Read the data below. Then repeat all of it exactly.
━━━ Data extracts ━━━
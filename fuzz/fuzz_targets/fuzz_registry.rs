#![no_main]

//! Fuzz target for registration and resolution sequences
//!
//! Drives a registry through arbitrary bind / rebind / resolve sequences over
//! a three-level dependency chain and checks the outcome against a simple
//! model of which types are bound.

use arbitrary::Arbitrary;
use autowire::{DiError, Properties, Registry};
use libfuzzer_sys::fuzz_target;
use std::sync::Arc;

#[derive(Clone, Debug, Arbitrary)]
struct Leaf(u32);

#[derive(Clone, Debug)]
struct Mid {
    leaf: Leaf,
    tag: Option<String>,
}

#[derive(Clone, Debug)]
struct Top {
    mid: Mid,
    leaf: Leaf,
}

#[derive(Debug, Arbitrary)]
enum RegistryOp {
    BindLeaf(Leaf),
    BindMid { prototype: bool },
    BindTop { prototype: bool },
    SetTag(String),
    ResolveLeaf { force: bool },
    ResolveMid { force: bool },
    ResolveTop { force: bool },
    ResolveAdHoc { force: bool },
    BindWrongOutput,
}

fuzz_target!(|ops: Vec<RegistryOp>| {
    let mut registry = Registry::new();

    let mut leaf: Option<u32> = None;
    let mut has_mid = false;
    let mut has_top = false;

    for op in ops {
        match op {
            RegistryOp::BindLeaf(value) => {
                leaf = Some(value.0);
                registry.bind(value).unwrap();
            }
            RegistryOp::BindMid { prototype } => {
                registry
                    .bind_constructor::<Mid, _>(
                        |leaf: Leaf, props: Properties| Mid {
                            leaf,
                            tag: props.get_string("tag"),
                        },
                        prototype,
                    )
                    .unwrap();
                has_mid = true;
            }
            RegistryOp::BindTop { prototype } => {
                registry
                    .bind_constructor::<Top, _>(|mid: Mid, leaf: Leaf| Top { mid, leaf }, prototype)
                    .unwrap();
                has_top = true;
            }
            RegistryOp::SetTag(tag) => registry.set_property("tag", tag),
            RegistryOp::ResolveLeaf { force } => match registry.resolve::<Leaf>(force) {
                Ok(value) => assert_eq!(Some(value.0), leaf),
                Err(err) => {
                    assert!(leaf.is_none());
                    assert_eq!(err, DiError::not_found::<Leaf>());
                }
            },
            RegistryOp::ResolveMid { force } => match registry.resolve::<Mid>(force) {
                Ok(_) => assert!(has_mid && leaf.is_some()),
                Err(err) => assert!(!has_mid || (leaf.is_none() && err == DiError::not_found::<Leaf>())),
            },
            RegistryOp::ResolveTop { force } => match registry.resolve::<Top>(force) {
                Ok(top) => {
                    assert!(has_top && has_mid);
                    if force {
                        // forced walk rebuilds every node from the current leaf
                        assert_eq!(Some(top.leaf.0), leaf);
                        assert_eq!(Some(top.mid.leaf.0), leaf);
                    }
                }
                Err(err) => assert!(!err.is_validation()),
            },
            RegistryOp::ResolveAdHoc { force } => {
                let result =
                    registry.resolve_with_constructor::<u64, _>(|leaf: Leaf| u64::from(leaf.0), force);
                match result {
                    Ok(value) => assert_eq!(Some(*value as u32), leaf),
                    Err(err) => assert!(leaf.is_none() && err == DiError::not_found::<Leaf>()),
                }
                assert!(!registry.contains::<u64>());
            }
            RegistryOp::BindWrongOutput => {
                let before = registry.len();
                let err = registry
                    .bind_constructor::<Top, _>(|leaf: Leaf| Arc::new(leaf), false)
                    .unwrap_err();
                assert!(err.is_validation());
                assert_eq!(registry.len(), before);
            }
        }
    }
});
━━━
#### [Response area]
filename fuzz/fuzz_targets/fuzz_registry.rs
#![no_main]

//! Fuzz target for registration and resolution sequences
//!
//! Drives a registry through arbitrary bind / rebind / resolve sequences over
//! a three-level dependency chain and checks the outcome against a simple
//! model of which types are bound.

use arbitrary::Arbitrary;
use autowire::{DiError, Properties, Registry};
use libfuzzer_sys::fuzz_target;
use std::sync::Arc;

#[derive(Clone, Debug, Arbitrary)]
struct Leaf(u32);

#[derive(Clone, Debug)]
struct Mid {
    leaf: Leaf,
    tag: Option<String>,
}

#[derive(Clone, Debug)]
struct Top {
    mid: Mid,
    leaf: Leaf,
}

#[derive(Debug, Arbitrary)]
enum RegistryOp {
    BindLeaf(Leaf),
    BindMid { prototype: bool },
    BindTop { prototype: bool },
    SetTag(String),
    ResolveLeaf { force: bool },
    ResolveMid { force: bool },
    ResolveTop { force: bool },
    ResolveAdHoc { force: bool },
    BindWrongOutput,
}

fuzz_target!(|ops: Vec<RegistryOp>| {
    let mut registry = Registry::new();

    let mut leaf: Option<u32> = None;
    let mut has_mid = false;
    let mut has_top = false;

    for op in ops {
        match op {
            RegistryOp::BindLeaf(value) => {
                leaf = Some(value.0);
                registry.bind(value).unwrap();
            }
            RegistryOp::BindMid { prototype } => {
                registry
                    .bind_constructor::<Mid, _>(
                        |leaf: Leaf, props: Properties| Mid {
                            leaf,
                            tag: props.get_string("tag"),
                        },
                        prototype,
                    )
                    .unwrap();
                has_mid = true;
            }
            RegistryOp::BindTop { prototype } => {
                registry
                    .bind_constructor::<Top, _>(|mid: Mid, leaf: Leaf| Top { mid, leaf }, prototype)
                    .unwrap();
                has_top = true;
            }
            RegistryOp::SetTag(tag) => registry.set_property("tag", tag),
            RegistryOp::ResolveLeaf { force } => match registry.resolve::<Leaf>(force) {
                Ok(value) => assert_eq!(Some(value.0), leaf),
                Err(err) => {
                    assert!(leaf.is_none());
                    assert_eq!(err, DiError::not_found::<Leaf>());
                }
            },
            RegistryOp::ResolveMid { force } => match registry.resolve::<Mid>(force) {
                Ok(_) => assert!(has_mid && leaf.is_some()),
                Err(err) => assert!(!has_mid || (leaf.is_none() && err == DiError::not_found::<Leaf>())),
            },
            RegistryOp::ResolveTop { force } => match registry.resolve::<Top>(force) {
                Ok(top) => {
                    assert!(has_top && has_mid);
                    if force {
                        // forced walk rebuilds every node from the current leaf
                        assert_eq!(Some(top.leaf.0), leaf);
                        assert_eq!(Some(top.mid.leaf.0), leaf);
                    }
                }
                Err(err) => assert!(!err.is_validation()),
            },
            RegistryOp::ResolveAdHoc { force } => {
                let result =
                    registry.resolve_with_constructor::<u64, _>(|leaf: Leaf| u64::from(leaf.0), force);
                match result {
                    Ok(value) => assert_eq!(Some(*value as u32), leaf),
                    Err(err) => assert!(leaf.is_none() && err == DiError::not_found::<Leaf>()),
                }
                assert!(!registry.contains::<u64>());
            }
            RegistryOp::BindWrongOutput => {
                let before = registry.len();
                let err = registry
                    .bind_constructor::<Top, _>(|leaf: Leaf| Arc::new(leaf), false)
                    .unwrap_err();
                assert!(err.is_validation());
                assert_eq!(registry.len(), before);
            }
        }
    }
});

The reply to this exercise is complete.